Subsidy regime: Curse or blessing to Nigeria?

When nations, countries, states, local governments and communities fail to take right decisions for fear of resistance from the governed, their future is bleak. They become vulnerable to a collapse in security, thereby losing the foundations on which their prosperity is built. They also risk being subjugated to tyranny and prejudice. And, after a few years of recession and backwardness, they lose a lot of benefits, prestige and respect they might have acquired over several decades of development. 
Understanding the concept of subsidy in Nigeria has been quite difficult a task to Nigerians.

This is so because government continues to spend trillions of naira on subsidising the price of Premium Motor Spirit (PMS) or petrol. There is need for those in government to ensure the end to fuel subsidy regime iin Nigeria in the overall interest of the downtrodden, who pay higher, not just for this commodity but also for the multiplier effect of this policy. 

By the way, a subsidy is an incentive given by government to individuals or businesses in the form of cash, grants, or tax breaks that improves the supply of certain goods and services. With subsidies, consumers are able to access cheaper products and commodities.

Markets that have positive externalities, which are extra benefits to society, tend to be favoured in policy to provide a greater supply of goods and services. Many Nigerians believe that subsidy on PMS remains one, if not the only Nigerian policy, that Nigerians benefit from directly. 

As President Muhammadu Buhari announced the plan of the federal government to put an end to the long-existing fraud in the oil industry called fuel subsidy come 2022, Nigerians are expected to brace up for tougher times ahead as the federal government is determined to remove the controversial subsidy on petrol. The most important and only option before every Nigerian is to look at this issue holistically beyond partisan, religious and regional lines which are the dominant features of our political space. Meanwhile, it is crucial we borrow into the annals of subsidy payment in Nigeria for us to know whether it is a curse or a blessing to Nigerians.
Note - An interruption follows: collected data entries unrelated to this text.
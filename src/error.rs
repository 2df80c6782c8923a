//! Unified error type.

use std::time::Duration;

/// The error type returned by portico's fallible operations.
///
/// Upstream HTTP statuses (404, 422, etc.) are not errors: they are forwarded
/// to the client untouched. This type surfaces infrastructure failures only:
/// binding a port, reaching an origin, or a configuration that cannot work.
#[derive(Debug, thiserror::Error)]
pub enum Error {
    #[error("io: {0}")]
    Io(#[from] std::io::Error),

    #[error("config: {0}")]
    Config(String),

    #[error("no origin named `{0}`")]
    UnknownOrigin(String),

    #[error("connect to {origin} failed: {source}")]
    Connect {
        origin: String,
        #[source]
        source: std::io::Error,
    },

    #[error("timed out after {0:?}")]
    Timeout(Duration),

    #[error("connection pool for `{0}` is saturated")]
    Saturated(String),

    #[error("upstream: {0}")]
    Upstream(#[from] hyper::Error),

    #[error("request: {0}")]
    Request(#[from] http::Error),
}

impl Error {
    /// Whether the failure means the origin could not be used at all, as
    /// opposed to the gateway building a bad request.
    pub fn is_unavailable(&self) -> bool {
        matches!(
            self,
            Self::Connect { .. } | Self::Timeout(_) | Self::Saturated(_) | Self::Upstream(_)
        )
    }
}
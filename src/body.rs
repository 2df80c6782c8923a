//! Response bodies.
//!
//! Every body the gateway hands to hyper, in either direction, is a [`Body`].
//! Proxied responses are wrapped in a [`StreamingBody`], which forwards each
//! frame as soon as the origin produces it and, on the side, keeps a bounded
//! copy for the micro-cache.
//!
//! # Lifecycle of a proxied body
//!
//! ```text
//! origin frame ──► StreamingBody::poll_frame ──► client
//!                        │
//!                        ├─ capture active?  append, or abandon past the ceiling
//!                        └─ end of stream?   release connection, commit capture
//! ```
//!
//! If hyper drops the body first (the client went away), neither happens: the
//! capture is discarded and the upstream connection, left mid-response, is
//! closed instead of pooled.
//!
//! An origin that goes quiet mid-body is treated the same way. Once the idle
//! deadline passes with no frame, the body ends with [`Error::Timeout`] and
//! the connection is closed, so a stalled origin cannot pin a pool permit.

use std::pin::Pin;
use std::sync::Arc;
use std::task::{Context, Poll};
use std::time::Duration;

use bytes::{Bytes, BytesMut};
use http::StatusCode;
use http_body_util::combinators::UnsyncBoxBody;
use http_body_util::{BodyExt, Empty, Full};
use hyper::body::{Body as _, Frame, SizeHint};
use tokio::time::{Instant, Sleep, sleep};
use tracing::{debug, warn};

use crate::cache::{CacheEntry, CacheKey, MicroCache};
use crate::error::Error;
use crate::headers::HeaderList;
use crate::pool::{Pool, PooledConnection};

/// Error carried by a [`Body`]: a hyper transport error, a compression
/// failure or an idle timeout.
pub type BoxError = Box<dyn std::error::Error + Send + Sync>;

/// The one body type used for requests and responses.
pub type Body = UnsyncBoxBody<Bytes, BoxError>;

pub fn full(bytes: impl Into<Bytes>) -> Body {
    Full::new(bytes.into()).map_err(|never| match never {}).boxed_unsync()
}

pub fn empty() -> Body {
    Empty::<Bytes>::new().map_err(|never| match never {}).boxed_unsync()
}

// ── Capture ───────────────────────────────────────────────────────────────────

/// A bounded copy of a response on its way into the micro-cache.
pub(crate) struct Capture {
    key: CacheKey,
    status: StatusCode,
    headers: HeaderList,
    buf: BytesMut,
    limit: usize,
    cache: Arc<MicroCache>,
}

impl Capture {
    pub(crate) fn new(key: CacheKey, status: StatusCode, headers: HeaderList, cache: Arc<MicroCache>) -> Self {
        let limit = cache.max_body_bytes();
        Self { key, status, headers, buf: BytesMut::new(), limit, cache }
    }

    /// Appends `data`. Returns `false` once the copy would exceed the ceiling.
    fn push(&mut self, data: &Bytes) -> bool {
        if self.buf.len() + data.len() > self.limit {
            return false;
        }
        self.buf.extend_from_slice(data);
        true
    }

    fn commit(self) {
        let ttl = self.cache.ttl();
        let entry = CacheEntry::new(self.status, self.headers, self.buf.freeze(), ttl);
        self.cache.store(self.key, entry);
    }
}

// ── StreamingBody ─────────────────────────────────────────────────────────────

/// Pass-through body over an origin response.
pub struct StreamingBody {
    inner: Body,
    upstream: Option<(Arc<Pool>, PooledConnection)>,
    capture: Option<Capture>,
    idle: Duration,
    deadline: Pin<Box<Sleep>>,
    /// Whether `deadline` is armed for the current wait.
    waiting: bool,
    done: bool,
}

impl StreamingBody {
    /// `idle` bounds the wait for each frame, not the whole transfer.
    pub(crate) fn new(
        inner: Body,
        pool: Arc<Pool>,
        conn: PooledConnection,
        capture: Option<Capture>,
        idle: Duration,
    ) -> Self {
        let mut body = Self {
            inner,
            upstream: Some((pool, conn)),
            capture,
            idle,
            deadline: Box::pin(sleep(idle)),
            waiting: false,
            done: false,
        };
        // Bodiless responses (204, 304, HEAD) may never be polled.
        if body.inner.is_end_stream() {
            body.finish();
        }
        body
    }

    fn observe(&mut self, data: &Bytes) {
        let Some(capture) = self.capture.as_mut() else { return };
        if !capture.push(data) {
            debug!(key = %capture.key, limit = capture.limit, "body exceeds micro-cache ceiling; not caching");
            self.capture = None;
        }
    }

    fn finish(&mut self) {
        self.done = true;
        if let Some((pool, conn)) = self.upstream.take() {
            pool.release(conn);
        }
        if let Some(capture) = self.capture.take() {
            capture.commit();
        }
    }

    fn fail(&mut self, error: &BoxError) {
        debug!("upstream body failed: {error}");
        self.done = true;
        self.capture = None;
        self.upstream = None;
    }

    /// Polls the idle deadline, arming it first if this is a fresh wait.
    fn stalled(&mut self, cx: &mut Context<'_>) -> bool {
        if !self.waiting {
            self.waiting = true;
            self.deadline.as_mut().reset(Instant::now() + self.idle);
        }
        self.deadline.as_mut().poll(cx).is_ready()
    }
}

impl hyper::body::Body for StreamingBody {
    type Data = Bytes;
    type Error = BoxError;

    fn poll_frame(
        self: Pin<&mut Self>,
        cx: &mut Context<'_>,
    ) -> Poll<Option<Result<Frame<Bytes>, BoxError>>> {
        let this = self.get_mut();
        if this.done {
            return Poll::Ready(None);
        }
        let Poll::Ready(polled) = Pin::new(&mut this.inner).poll_frame(cx) else {
            if !this.stalled(cx) {
                return Poll::Pending;
            }
            if let Some((_, conn)) = &this.upstream {
                warn!(origin = conn.origin(), idle_ms = this.idle.as_millis() as u64, "origin stalled mid-body; closing upstream connection");
            }
            let e: BoxError = Box::new(Error::Timeout(this.idle));
            this.fail(&e);
            return Poll::Ready(Some(Err(e)));
        };
        this.waiting = false;
        match polled {
            Some(Ok(frame)) => {
                if let Some(data) = frame.data_ref() {
                    this.observe(data);
                }
                if this.inner.is_end_stream() {
                    this.finish();
                }
                Poll::Ready(Some(Ok(frame)))
            }
            Some(Err(e)) => {
                this.fail(&e);
                Poll::Ready(Some(Err(e)))
            }
            None => {
                this.finish();
                Poll::Ready(None)
            }
        }
    }

    fn is_end_stream(&self) -> bool {
        self.done || self.inner.is_end_stream()
    }

    fn size_hint(&self) -> SizeHint {
        self.inner.size_hint()
    }
}

impl Drop for StreamingBody {
    fn drop(&mut self) {
        if let Some((_, conn)) = &self.upstream {
            debug!(origin = conn.origin(), "response dropped mid-stream; discarding upstream connection");
        }
    }
}
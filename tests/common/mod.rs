//! Shared fixtures for gateway integration tests: a scriptable mock origin,
//! a gateway on an ephemeral port, and a bare HTTP/1.1 client.

#![allow(dead_code)]

use std::convert::Infallible;
use std::future::Future;
use std::net::SocketAddr;
use std::pin::Pin;
use std::sync::atomic::{AtomicUsize, Ordering};
use std::sync::{Arc, Mutex};
use std::task::{Context, Poll};
use std::time::Duration;

use bytes::Bytes;
use http::{HeaderMap, Method, Request, Response, StatusCode};
use http_body_util::{BodyExt, Full};
use hyper::body::{Frame, Incoming};
use hyper::service::service_fn;
use hyper_util::rt::TokioIo;
use tokio::net::{TcpListener, TcpStream};
use tokio::sync::mpsc;
use tokio::task::JoinHandle;

use portico::body::{Body, full};
use portico::{Gateway, GatewayConfig, Origin, Server};

// ============================================================================
// Mock origin
// ============================================================================

/// What a mock origin saw of one request.
#[derive(Clone, Debug)]
pub struct Seen {
    pub method: Method,
    pub uri: String,
    pub headers: HeaderMap,
    pub body: Bytes,
}

pub type Reply = Pin<Box<dyn Future<Output = Response<Body>> + Send>>;
type Handler = Arc<dyn Fn(usize, &Seen) -> Reply + Send + Sync>;

pub struct MockOrigin {
    pub addr: SocketAddr,
    calls: Arc<AtomicUsize>,
    connections: Arc<AtomicUsize>,
    seen: Arc<Mutex<Vec<Seen>>>,
    task: JoinHandle<()>,
}

impl MockOrigin {
    /// Starts an origin that answers every request with `handler(n, seen)`,
    /// where `n` counts requests from zero.
    pub async fn start<F>(handler: F) -> Self
    where
        F: Fn(usize, &Seen) -> Reply + Send + Sync + 'static,
    {
        let listener = TcpListener::bind("127.0.0.1:0").await.unwrap();
        let addr = listener.local_addr().unwrap();
        let calls = Arc::new(AtomicUsize::new(0));
        let connections = Arc::new(AtomicUsize::new(0));
        let seen = Arc::new(Mutex::new(Vec::new()));
        let handler: Handler = Arc::new(handler);

        let task = {
            let (calls, connections, seen) = (Arc::clone(&calls), Arc::clone(&connections), Arc::clone(&seen));
            tokio::spawn(async move {
                loop {
                    let Ok((stream, _)) = listener.accept().await else { return };
                    connections.fetch_add(1, Ordering::SeqCst);
                    let (calls, seen, handler) = (Arc::clone(&calls), Arc::clone(&seen), Arc::clone(&handler));
                    tokio::spawn(async move {
                        let svc = service_fn(move |req: Request<Incoming>| {
                            let (calls, seen, handler) = (Arc::clone(&calls), Arc::clone(&seen), Arc::clone(&handler));
                            async move {
                                let (parts, body) = req.into_parts();
                                let body = body.collect().await.map(|b| b.to_bytes()).unwrap_or_default();
                                let request = Seen {
                                    method: parts.method,
                                    uri: parts.uri.to_string(),
                                    headers: parts.headers,
                                    body,
                                };
                                let n = calls.fetch_add(1, Ordering::SeqCst);
                                let reply = handler(n, &request);
                                seen.lock().unwrap().push(request);
                                Ok::<_, Infallible>(reply.await)
                            }
                        });
                        let _ = hyper::server::conn::http1::Builder::new()
                            .serve_connection(TokioIo::new(stream), svc)
                            .await;
                    });
                }
            })
        };

        Self { addr, calls, connections, seen, task }
    }

    /// An origin that answers `200` with `body` and `content_type`.
    pub async fn fixed(content_type: &'static str, body: &'static str) -> Self {
        Self::start(move |_, _| reply(StatusCode::OK, &[("content-type", content_type)], body)).await
    }

    pub fn calls(&self) -> usize { self.calls.load(Ordering::SeqCst) }
    pub fn connections(&self) -> usize { self.connections.load(Ordering::SeqCst) }

    pub fn seen(&self) -> Vec<Seen> {
        self.seen.lock().unwrap().clone()
    }

    pub fn url(&self) -> String {
        format!("http://{}", self.addr)
    }
}

impl Drop for MockOrigin {
    fn drop(&mut self) {
        self.task.abort();
    }
}

/// A ready reply with a full body.
pub fn reply(status: StatusCode, headers: &[(&'static str, &'static str)], body: &'static str) -> Reply {
    let mut response = Response::new(full(body));
    *response.status_mut() = status;
    for (name, value) in headers {
        response.headers_mut().append(*name, http::HeaderValue::from_static(value));
    }
    Box::pin(async move { response })
}

/// A body fed chunk by chunk from the returned sender; ends when the sender
/// is dropped.
pub fn channel_body() -> (mpsc::Sender<Bytes>, Body) {
    let (tx, rx) = mpsc::channel(4);
    (tx, ChannelBody(rx).map_err(|never| match never {}).boxed_unsync())
}

struct ChannelBody(mpsc::Receiver<Bytes>);

impl hyper::body::Body for ChannelBody {
    type Data = Bytes;
    type Error = Infallible;

    fn poll_frame(mut self: Pin<&mut Self>, cx: &mut Context<'_>) -> Poll<Option<Result<Frame<Bytes>, Infallible>>> {
        self.0.poll_recv(cx).map(|chunk| chunk.map(|data| Ok(Frame::data(data))))
    }
}

/// An address nothing listens on.
pub fn dead_addr() -> SocketAddr {
    std::net::TcpListener::bind("127.0.0.1:0").unwrap().local_addr().unwrap()
}

// ============================================================================
// Gateway
// ============================================================================

/// Default configuration pointed at the given API and SPA origins.
pub fn config(api: SocketAddr, spa: SocketAddr) -> GatewayConfig {
    GatewayConfig {
        origins: vec![
            Origin::parse("api", &format!("http://{api}")).unwrap(),
            Origin::parse("spa", &format!("http://{spa}")).unwrap(),
        ],
        upstream_timeout: Duration::from_secs(2),
        shutdown_grace: Duration::from_secs(2),
        ..GatewayConfig::default()
    }
}

pub struct TestGateway {
    pub addr: SocketAddr,
    pub gateway: Arc<Gateway>,
    task: JoinHandle<()>,
}

impl TestGateway {
    pub async fn start(config: GatewayConfig) -> Self {
        let listener = TcpListener::bind("127.0.0.1:0").await.unwrap();
        let addr = listener.local_addr().unwrap();
        let gateway = Arc::new(Gateway::new(config));
        let server = Server::from_listener(listener);
        let task = {
            let gateway = Arc::clone(&gateway);
            tokio::spawn(async move {
                let _ = server.serve_with_shutdown(gateway, std::future::pending()).await;
            })
        };
        Self { addr, gateway, task }
    }
}

impl Drop for TestGateway {
    fn drop(&mut self) {
        self.task.abort();
    }
}

// ============================================================================
// Client
// ============================================================================

pub struct Fetched {
    pub status: StatusCode,
    pub headers: HeaderMap,
    pub body: Bytes,
}

impl Fetched {
    pub fn header(&self, name: &str) -> Option<&str> {
        self.headers.get(name).and_then(|v| v.to_str().ok())
    }

    pub fn text(&self) -> &str {
        std::str::from_utf8(&self.body).unwrap()
    }
}

/// Sends one request on a fresh connection and returns the response head.
pub async fn send(addr: SocketAddr, req: Request<Full<Bytes>>) -> Response<Incoming> {
    let stream = TcpStream::connect(addr).await.unwrap();
    let (mut sender, conn) = hyper::client::conn::http1::handshake(TokioIo::new(stream)).await.unwrap();
    tokio::spawn(conn);
    sender.send_request(req).await.unwrap()
}

/// Sends one request and reads the whole response.
pub async fn fetch(addr: SocketAddr, req: Request<Full<Bytes>>) -> Fetched {
    let response = send(addr, req).await;
    let (parts, body) = response.into_parts();
    let body = body.collect().await.unwrap().to_bytes();
    Fetched { status: parts.status, headers: parts.headers, body }
}

pub fn get(path: &str) -> http::request::Builder {
    Request::builder().method(Method::GET).uri(path).header("host", "gateway.test")
}

pub async fn fetch_get(addr: SocketAddr, path: &str) -> Fetched {
    fetch(addr, get(path).body(Full::default()).unwrap()).await
}
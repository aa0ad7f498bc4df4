//! Reading meaning off projection axes through a reference vocabulary.

use ndarray::Array2;
use serde::Serialize;

use crate::{analysis::pls::Pls, data::embedded::VocabTable, error::PipelineError};

/// Words at both ends of one projection axis with their scores.
#[derive(Debug, Clone, Serialize)]
pub struct AxisPoles {
    pub axis: usize,
    /// Lowest scores first.
    pub negative: Vec<(String, f64)>,
    /// Highest scores first.
    pub positive: Vec<(String, f64)>,
}

/// Project the vocabulary and keep the `top_n` words at each pole of `axis`.
pub fn axis_poles(
    pls: &Pls,
    vocab: &VocabTable,
    axis: usize,
    top_n: usize,
) -> Result<AxisPoles, PipelineError> {
    if axis >= pls.n_components() {
        return Err(PipelineError::DimensionMismatch {
            expected: pls.n_components(),
            found: axis + 1,
        });
    }
    if vocab.words.len() != vocab.matrix.nrows() {
        return Err(PipelineError::DimensionMismatch {
            expected: vocab.words.len(),
            found: vocab.matrix.nrows(),
        });
    }
    let reduced = pls.transform(&vocab.matrix)?;
    let scores = reduced.column(axis);
    let mut order: Vec<usize> = (0..scores.len()).collect();
    order.sort_by(|&a, &b| scores[a].total_cmp(&scores[b]));

    let pick = |idx: &usize| (vocab.words[*idx].clone(), scores[*idx]);
    let negative = order.iter().take(top_n).map(pick).collect();
    let positive = order.iter().rev().take(top_n).map(pick).collect();
    Ok(AxisPoles {
        axis,
        negative,
        positive,
    })
}

/// Rows with the minimum and maximum score on the first two axes,
/// in the order min₀, max₀, min₁, max₁.
pub fn extreme_examples(scores: &Array2<f64>) -> Option<[usize; 4]> {
    if scores.nrows() == 0 || scores.ncols() < 2 {
        return None;
    }
    let arg = |axis: usize, max: bool| {
        let col = scores.column(axis);
        let it = (0..col.len()).map(|i| (i, col[i]));
        let best = if max {
            it.max_by(|a, b| a.1.total_cmp(&b.1))
        } else {
            it.min_by(|a, b| a.1.total_cmp(&b.1))
        };
        best.map(|(i, _)| i).unwrap_or_default()
    };
    Some([arg(0, false), arg(0, true), arg(1, false), arg(1, true)])
}
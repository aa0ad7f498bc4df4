//! Parquet tables carrying dense embedding columns.

use std::{fs::File, path::Path};

use anyhow::{Context, Result};
use ndarray::Array2;
use polars::prelude::{
    DataFrame, DataType, NamedFrom, ParquetReader, ParquetWriter, SerReader, Series,
};
use tracing::info;

use crate::{
    data::speeches::{self, SpeechTable},
    error::PipelineError,
};

/// Relevance column used to weight speeches.
pub const WEIGHT_COLUMN: &str = "migration_prob";

/// Embedded speeches reduced to what the analysis layer needs.
#[derive(Debug, Clone)]
pub struct EmbeddingTable {
    /// Category of every row (party, block, ...).
    pub labels: Vec<String>,
    /// ISO-prefixed speech dates.
    pub dates: Vec<String>,
    /// Optional relevance probability of every row.
    pub weights: Option<Vec<f64>>,
    /// One embedding per row.
    pub matrix: Array2<f64>,
}

impl EmbeddingTable {
    pub fn len(&self) -> usize {
        self.labels.len()
    }

    pub fn is_empty(&self) -> bool {
        self.labels.is_empty()
    }
}

/// Reference vocabulary with one embedding per word.
#[derive(Debug, Clone)]
pub struct VocabTable {
    pub words: Vec<String>,
    pub matrix: Array2<f64>,
}

fn read_frame(path: &Path) -> Result<DataFrame> {
    let file = File::open(path).with_context(|| format!("opening {}", path.display()))?;
    Ok(ParquetReader::new(file).finish()?)
}

fn write_frame(mut df: DataFrame, path: &Path, what: &str) -> Result<()> {
    if let Some(parent) = path.parent() {
        std::fs::create_dir_all(parent)?;
    }
    let file = File::create(path).with_context(|| format!("creating {}", path.display()))?;
    ParquetWriter::new(file).finish(&mut df)?;
    info!(path = %path.display(), rows = df.height(), what, "wrote parquet");
    Ok(())
}

fn string_column(df: &DataFrame, name: &str) -> Result<Vec<String>> {
    let series = df
        .column(name)
        .map_err(|_| PipelineError::MissingColumn(name.to_string()))?
        .cast(&DataType::String)?;
    Ok(series
        .str()?
        .into_iter()
        .map(|v| v.unwrap_or_default().to_string())
        .collect())
}

/// Stack a list-of-floats column into a matrix.
pub fn embedding_matrix(df: &DataFrame, column: &str) -> Result<Array2<f64>> {
    let lists = df
        .column(column)
        .map_err(|_| PipelineError::MissingColumn(column.to_string()))?
        .list()?;
    let mut dim = None;
    let mut flat = Vec::new();
    for entry in lists.into_iter() {
        let values: Vec<f64> = match entry {
            Some(series) => series
                .cast(&DataType::Float64)?
                .f64()?
                .into_iter()
                .map(|v| v.unwrap_or(0.0))
                .collect(),
            None => Vec::new(),
        };
        match dim {
            None => dim = Some(values.len()),
            Some(expected) if expected != values.len() => {
                return Err(PipelineError::DimensionMismatch {
                    expected,
                    found: values.len(),
                }
                .into())
            }
            Some(_) => {}
        }
        flat.extend(values);
    }
    let dim = dim.unwrap_or(0);
    Ok(Array2::from_shape_vec((df.height(), dim), flat)?)
}

/// Load embedded speeches grouped by `label_column`.
pub fn read_embedding_table(
    path: &Path,
    embedding_column: &str,
    label_column: &str,
) -> Result<EmbeddingTable> {
    let df = read_frame(path)?;
    let labels = string_column(&df, label_column)?;
    let dates = string_column(&df, "date")?;
    let weights: Option<Vec<f64>> = match df.column(WEIGHT_COLUMN) {
        Ok(series) => Some(
            series
                .cast(&DataType::Float64)?
                .f64()?
                .into_iter()
                .map(|v| v.unwrap_or(0.0))
                .collect(),
        ),
        Err(_) => None,
    };
    let matrix = embedding_matrix(&df, embedding_column)?;
    info!(
        path = %path.display(),
        rows = labels.len(),
        dim = matrix.ncols(),
        "loaded embedding table"
    );
    Ok(EmbeddingTable {
        labels,
        dates,
        weights,
        matrix,
    })
}

/// Load the vocabulary embedding table.
pub fn read_vocab_table(path: &Path, embedding_column: &str) -> Result<VocabTable> {
    let df = read_frame(path)?;
    let words = string_column(&df, "word")?;
    let matrix = embedding_matrix(&df, embedding_column)?;
    Ok(VocabTable { words, matrix })
}

fn list_series(name: &str, rows: &[Vec<f32>]) -> Series {
    let lists: Vec<Series> = rows
        .iter()
        .map(|row| Series::new("".into(), row.as_slice()))
        .collect();
    Series::new(name.into(), lists)
}

fn check_rows(expected: usize, found: usize) -> Result<(), PipelineError> {
    if expected == found {
        Ok(())
    } else {
        Err(PipelineError::DimensionMismatch { expected, found })
    }
}

/// Write speeches with an embedding column named after the model.
pub fn write_embedded_speeches(
    table: &SpeechTable,
    embeddings: &[Vec<f32>],
    column: &str,
    path: &Path,
) -> Result<()> {
    check_rows(table.len(), embeddings.len())?;
    let mut df = speeches::to_frame(table)?;
    df.with_column(list_series(column, embeddings))?;
    write_frame(df, path, "embedded speeches")
}

/// Write the vocabulary embedding table.
pub fn write_vocab_table(
    words: &[String],
    embeddings: &[Vec<f32>],
    column: &str,
    path: &Path,
) -> Result<()> {
    check_rows(words.len(), embeddings.len())?;
    let df = DataFrame::new(vec![
        Series::new("word".into(), words),
        list_series(column, embeddings),
    ])?;
    write_frame(df, path, "vocabulary embeddings")
}

/// Write (category, year, embedding) rows.
pub fn write_aggregates(
    category_column: &str,
    categories: &[String],
    years: &[i32],
    embeddings: &[Vec<f32>],
    embedding_column: &str,
    path: &Path,
) -> Result<()> {
    check_rows(categories.len(), years.len())?;
    check_rows(categories.len(), embeddings.len())?;
    let df = DataFrame::new(vec![
        Series::new(category_column.into(), categories),
        Series::new("year".into(), years),
        list_series(embedding_column, embeddings),
    ])?;
    write_frame(df, path, "aggregated embeddings")
}
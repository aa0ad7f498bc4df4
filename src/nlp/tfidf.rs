//! TF-IDF weighting over word n-grams.
//!
//! Mirrors scikit-learn's `TfidfVectorizer` defaults: lowercase tokens of two
//! or more word characters, raw counts, smooth idf `ln((1+n)/(1+df)) + 1` and
//! L2-normalised rows.

use std::collections::{HashMap, HashSet};

use once_cell::sync::Lazy;
use regex::Regex;

static TOKEN: Lazy<Regex> = Lazy::new(|| Regex::new(r"\b\w\w+\b").expect("valid regex"));

/// Vectorizer parameters.
#[derive(Debug, Clone, Copy)]
pub struct TfidfVectorizer {
    /// Smallest and largest n-gram size, inclusive.
    pub ngram_range: (usize, usize),
    /// Terms must appear in at least this many documents.
    pub min_df: usize,
    /// Terms appearing in more than this share of documents are dropped.
    pub max_df: f64,
}

impl Default for TfidfVectorizer {
    fn default() -> Self {
        Self {
            ngram_range: (1, 2),
            min_df: 2,
            max_df: 0.99,
        }
    }
}

/// Vocabulary and idf weights learned by [`TfidfVectorizer::fit`].
#[derive(Debug, Clone)]
pub struct FittedTfidf {
    params: TfidfVectorizer,
    vocabulary: HashMap<String, usize>,
    idf: Vec<f64>,
}

impl TfidfVectorizer {
    fn terms(&self, text: &str) -> Vec<String> {
        let lower = text.to_lowercase();
        let tokens: Vec<&str> = TOKEN.find_iter(&lower).map(|m| m.as_str()).collect();
        let (lo, hi) = self.ngram_range;
        let mut terms = Vec::new();
        for n in lo.max(1)..=hi {
            if n > tokens.len() {
                break;
            }
            for window in tokens.windows(n) {
                terms.push(window.join(" "));
            }
        }
        terms
    }

    /// Learn the pruned vocabulary and idf weights from `documents`.
    pub fn fit<S: AsRef<str>>(&self, documents: &[S]) -> FittedTfidf {
        let n_docs = documents.len();
        let mut doc_freq: HashMap<String, usize> = HashMap::new();
        for doc in documents {
            let unique: HashSet<String> = self.terms(doc.as_ref()).into_iter().collect();
            for term in unique {
                *doc_freq.entry(term).or_insert(0) += 1;
            }
        }

        let max_count = self.max_df * n_docs as f64;
        let mut kept: Vec<(String, usize)> = doc_freq
            .into_iter()
            .filter(|(_, df)| *df >= self.min_df && (*df as f64) <= max_count)
            .collect();
        kept.sort_by(|a, b| a.0.cmp(&b.0));

        let mut vocabulary = HashMap::with_capacity(kept.len());
        let mut idf = Vec::with_capacity(kept.len());
        for (idx, (term, df)) in kept.into_iter().enumerate() {
            idf.push(((1.0 + n_docs as f64) / (1.0 + df as f64)).ln() + 1.0);
            vocabulary.insert(term, idx);
        }
        FittedTfidf {
            params: *self,
            vocabulary,
            idf,
        }
    }
}

impl FittedTfidf {
    pub fn vocabulary_len(&self) -> usize {
        self.idf.len()
    }

    /// Sparse L2-normalised weights of `text`, keyed by feature index.
    pub fn transform(&self, text: &str) -> Vec<(usize, f64)> {
        let mut counts: HashMap<usize, f64> = HashMap::new();
        for term in self.params.terms(text) {
            if let Some(&idx) = self.vocabulary.get(&term) {
                *counts.entry(idx).or_insert(0.0) += 1.0;
            }
        }
        let mut weights: Vec<(usize, f64)> = counts
            .into_iter()
            .map(|(idx, tf)| (idx, tf * self.idf[idx]))
            .collect();
        weights.sort_by_key(|(idx, _)| *idx);
        let norm = weights.iter().map(|(_, w)| w * w).sum::<f64>().sqrt();
        if norm > 0.0 {
            for (_, w) in &mut weights {
                *w /= norm;
            }
        }
        weights
    }

    /// Mean weight over the whole vocabulary; zero for out-of-vocabulary text.
    pub fn mean_weight(&self, text: &str) -> f64 {
        if self.idf.is_empty() {
            return 0.0;
        }
        let total: f64 = self.transform(text).iter().map(|(_, w)| w).sum();
        total / self.idf.len() as f64
    }
}

/// Percentile with linear interpolation between closest ranks.
pub fn percentile(values: &[f64], pct: f64) -> Option<f64> {
    if values.is_empty() {
        return None;
    }
    let mut sorted = values.to_vec();
    sorted.sort_by(|a, b| a.total_cmp(b));
    let rank = (pct.clamp(0.0, 100.0) / 100.0) * (sorted.len() - 1) as f64;
    let lower = rank.floor() as usize;
    let upper = rank.ceil() as usize;
    let frac = rank - lower as f64;
    Some(sorted[lower] + (sorted[upper] - sorted[lower]) * frac)
}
An attempt to remove fuel subsidy by former President Goodluck Jonathan in 2012 was resisted by the current ruling All Progressive Congress. It will go down in history that Nigerians came out en masse to protest against the subsidy removal, the development which made the price of fuel increased from N65 to N86.The current price of PMS is at N163 per litre and, by 2022 when subsidy comes to an end, Nigerians, who largely depend on fuel to generate electricity and power their cars, will buy petrol for as high as N340 per litre.

This time around, the federal government seems to be on the verge of removing subsidy, as the major players in the oil industry have added their voices in support of this move. Recently, the Independent Petroleum Marketers Association of Nigeria (IPMAN) said that its support for the federal government planned removal of petrol subsidy stems from the fact that the Petroleum Industry Act (PIA), signed into law by President Buhari on August 16, makes no provision for subsidy.

However, the National Association of Nigerian Students (NANS) threatened to shut down the country should the federal government go ahead with the fuel subsidy removal. NANS President, Comrade Sunday Asefon, considering the current hardship, said the union would mobilise its 41 million members across the country to protest what he branded “a strange proposal”.
The 14th Emir of Kano and former Governor of the CBN, HRH Sanusi Lamido Sanusi, once said that “It is not sustainable at the time when the Nigerian government continues to subsidide consumption instead of production which, in turn, adds value to the nation’s economy. In developed climes like the US, UK, Canada and France, government pays subsidies on production, export and employment in order to grow their economies, unlike in Nigeria where subsidy on consumption continues to take greater percentage of our annual budgets. In India, subsidy is paid on petroleum, fertiliser, food and interest.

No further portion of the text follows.